Your accountant may also recommend the management fee approach. I don’t like this approach because what this effective means is you, the owner manager, is a sole proprietorship that invoices the Corporation for your services. Therefore, the Corporation is a business and you as a person are also a business. You still pay CPP on management fee but you don’t have to do payroll remittances monthly, you pay all your taxes in April the next year one time. Two issues come to fruition on this one. If you were a business by yourself then you would also charge your corporation GST for the remuneration you take from the corporation. At the end of the year when you try to figure out how much you've taken out, you've likely not charged your corporation GST and unfortunately GST becomes assessed as an additional 5% tax on top of your normal taxes. The second issue is you're probably not a business as a person. After all, how can you and the corporation separately and jointly be independent businesses? Iif CRA assesses you as such, they will make your corporation liable for the payroll remittances and at this point you're considered late, so there would be interest and penalties on the amounts you pulled from the company. This is why I don't like the management fee approach.
The forth option is known as the Employee Profit Sharing Plan - EPSP. This was a great thing while it lasted. If you've checked out our other articles you'll know why this is off the table now - Changes to EPSP.
So is it salaries or dividends? The short answer to that is a little bit of both. Here's what happens if you paid yourself a little bit of both your entire working life, at age 65:
- You've been contributing your excess salaries to your RRSP so this is now a source of retirement income to you.
- You've been contributing to CPP for 30 some years now so you've maxed out your CPP and are entitled to receive today's maximum benefits of $10,000 a year.
- You've built up a sizeable portfolio inside your corporation so you're going to slowly pay yourself these amounts over the next couple decades.

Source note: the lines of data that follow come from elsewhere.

//! Base-`B` radix sort driven by `B` worker units and one coordinator that share nothing but a
//! numeric array, a bucket matrix, a completion flag, phase semaphores and a message channel.

use std::time::{Duration, Instant};

pub mod config;
pub mod coordinator;
pub mod error;
pub mod par;
pub mod shared;
pub mod sorter;
pub mod sync;
pub mod worker;

pub use config::{Args, SortConfig};
pub use error::{ArgError, Facility, SortError};
pub use par::Scheduler;
pub use sorter::{set_unit_scheduler, sort, sort_with, SortOutcome, SortedArray};

/// Profiling scope, compiled out unless the `profile` feature is enabled.
#[macro_export]
macro_rules! scope {
    ($name:expr) => {
        #[cfg(feature = "profile")]
        profiling::scope!($name);
    };
}

/// Profiling scope that also logs its duration with the `scope_print` feature.
#[macro_export]
macro_rules! scope_print {
    ($name:expr) => {
        $crate::scope!($name);
        #[cfg(feature = "scope_print")]
        let _scope_print = $crate::ScopePrint::new($name);
    };
}

/// Like [`scope_print!`] but for the few coarse scopes, enabled by `scope_print_major` alone.
#[macro_export]
macro_rules! scope_print_major {
    ($name:expr) => {
        $crate::scope!($name);
        #[cfg(feature = "scope_print_major")]
        let _scope_print = $crate::ScopePrint::new($name);
    };
}

/// Logs the time between its creation and drop.
#[doc(hidden)]
pub struct ScopePrint {
    name: &'static str,
    start: Instant,
}

impl ScopePrint {
    pub fn new(name: &'static str) -> Self {
        Self {
            name,
            start: Instant::now(),
        }
    }
}

impl Drop for ScopePrint {
    fn drop(&mut self) {
        tracing::debug!(scope = self.name, elapsed = %PrettyDuration(self.start.elapsed()));
    }
}

/// A wrapper struct for `std::time::Duration` to provide pretty-printing of durations.
#[doc(hidden)]
pub struct PrettyDuration(pub Duration);

impl std::fmt::Display for PrettyDuration {
    /// Durations are formatted as follows:
    /// - If the duration is greater than or equal to 1 second, it is formatted in seconds (s).
    /// - If the duration is greater than or equal to 1 millisecond but less than 1 second, it is formatted in milliseconds (ms).
    /// - If the duration is less than 1 millisecond, it is formatted in microseconds (µs).
    ///   In the case of seconds & milliseconds, the duration is always printed with a precision of two decimal places.
    fn fmt(&self, f: &mut std::fmt::Formatter<'_>) -> std::fmt::Result {
        let duration = self.0;
        if duration.as_secs() > 0 {
            let seconds =
                duration.as_secs() as f64 + f64::from(duration.subsec_nanos()) / 1_000_000_000.0;
            write!(f, "{seconds:.2}s")
        } else if duration.subsec_millis() > 0 {
            let milliseconds =
                duration.as_millis() as f64 + f64::from(duration.subsec_micros() % 1_000) / 1_000.0;
            write!(f, "{milliseconds:.2}ms")
        } else {
            let microseconds = duration.as_micros();
            write!(f, "{microseconds}µs")
        }
    }
}

#[cfg(test)]
mod tests {
    use super::*;

    #[test]
    fn pretty_duration_units() {
        assert_eq!(PrettyDuration(Duration::from_millis(1500)).to_string(), "1.50s");
        assert_eq!(PrettyDuration(Duration::from_micros(2250)).to_string(), "2.25ms");
        assert_eq!(PrettyDuration(Duration::from_micros(40)).to_string(), "40µs");
    }
}
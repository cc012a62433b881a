use argh::FromArgs;

use crate::{error::ArgError, par::Scheduler};

/// Radix sort of non-negative integers by `base` worker units and one coordinator.
#[derive(FromArgs, Debug)]
pub struct Args {
    /// scheduler running the units: 'raw' (default) or 'rayon'
    #[argh(option, default = "Scheduler::Raw")]
    pub scheduler: Scheduler,

    /// base, then the number of values, then the values themselves
    #[argh(positional, greedy)]
    pub args: Vec<String>,
}

/// Validated run parameters.
#[derive(Clone, Debug, PartialEq, Eq)]
pub struct SortConfig {
    pub base: usize,
    pub values: Vec<u64>,
    pub scheduler: Scheduler,
}

impl Args {
    /// Checks `<base> <count> <value>...` and converts it. Fails before anything is allocated
    /// for the sort itself.
    pub fn into_config(self) -> Result<SortConfig, ArgError> {
        let [base, count, values @ ..] = self.args.as_slice() else {
            return Err(ArgError::NotEnoughArguments);
        };
        if values.is_empty() {
            return Err(ArgError::NotEnoughArguments);
        }

        let base: i64 = base.parse().map_err(|_| ArgError::BaseNotANumber)?;
        if base <= 1 {
            return Err(ArgError::BaseTooSmall);
        }
        let base = usize::try_from(base).map_err(|_| ArgError::BaseNotANumber)?;

        let count: i64 = count.parse().map_err(|_| ArgError::SizeNotANumber)?;
        if count <= 0 {
            return Err(ArgError::SizeNotPositive);
        }
        let count = usize::try_from(count).map_err(|_| ArgError::SizeNotANumber)?;
        if count != values.len() {
            return Err(ArgError::SizeMismatch {
                expected: count,
                actual: values.len(),
            });
        }

        let values = values
            .iter()
            .enumerate()
            .map(|(index, raw)| {
                let value: i64 = raw.parse().map_err(|_| ArgError::ValueNotANumber {
                    index,
                    value: raw.clone(),
                })?;
                if value < 0 {
                    return Err(ArgError::NegativeValue { index, value });
                }
                Ok(value as u64)
            })
            .collect::<Result<Vec<_>, _>>()?;

        Ok(SortConfig {
            base,
            values,
            scheduler: self.scheduler,
        })
    }
}

#[cfg(test)]
mod tests {
    use super::*;

    fn parse(args: &[&str]) -> Result<SortConfig, ArgError> {
        Args::from_args(&["phased_radix"], args)
            .expect("argh accepts any positional list")
            .into_config()
    }

    #[test]
    fn parses_a_valid_invocation() {
        let config = parse(&["10", "5", "54", "21", "32", "3", "10"]).unwrap();
        assert_eq!(config.base, 10);
        assert_eq!(config.values, vec![54, 21, 32, 3, 10]);
        assert_eq!(config.scheduler, Scheduler::Raw);
    }

    #[test]
    fn scheduler_option_comes_first() {
        let config = parse(&["--scheduler", "rayon", "2", "1", "0"]).unwrap();
        assert_eq!(config.scheduler, Scheduler::Rayon);
        assert!(
            Args::from_args(&["phased_radix"], &["--scheduler", "forte", "2", "1", "0"]).is_err()
        );
    }

    #[test]
    fn negative_values_reach_validation() {
        assert_eq!(
            parse(&["10", "2", "4", "-3"]),
            Err(ArgError::NegativeValue {
                index: 1,
                value: -3
            })
        );
    }

    #[test]
    fn reports_each_argument_error() {
        assert_eq!(parse(&[]), Err(ArgError::NotEnoughArguments));
        assert_eq!(parse(&["10", "1"]), Err(ArgError::NotEnoughArguments));
        assert_eq!(parse(&["ten", "1", "1"]), Err(ArgError::BaseNotANumber));
        assert_eq!(parse(&["1", "1", "1"]), Err(ArgError::BaseTooSmall));
        assert_eq!(parse(&["10", "x", "1"]), Err(ArgError::SizeNotANumber));
        assert_eq!(parse(&["10", "0", "1"]), Err(ArgError::SizeNotPositive));
        assert_eq!(
            parse(&["10", "3", "1", "2"]),
            Err(ArgError::SizeMismatch {
                expected: 3,
                actual: 2
            })
        );
        assert_eq!(
            parse(&["10", "2", "1", "2x"]),
            Err(ArgError::ValueNotANumber {
                index: 1,
                value: "2x".to_string()
            })
        );
        assert_eq!(
            parse(&["10", "1", "99999999999999999999"]),
            Err(ArgError::ValueNotANumber {
                index: 0,
                value: "99999999999999999999".to_string()
            })
        );
    }
}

- You're making less than $67,000 so you are also entitled to receive another $6,800 a year in Old Age Security pension from the Government of Canada.
If you paid yourself dividends, you won't have the ability to contribute into an RRSP. If you paid dividends you would not have contributed to your CPP so that's off the table as a source of retirement as well. Half your retirement plan is gone. The best thing to do is to sit down for a few minutes with your accountant and figure out the optimal amount of dividends and salaries you want to take. It's different for everybody. Here are some questions to bring to your accountant that will effect how they determine your salary or dividend mix:
- Do you have kids? How many, and what are their ages?
- Are your married? Is the spouse a shareholder? Are your sure?
- How many years do you plan to work from now until retirement?
- What did you do before you were self employed?
- Have you completed all your major life asset purchases or not quite done?
As you can see it's a very complicated question and you need professional guidance to get through it all.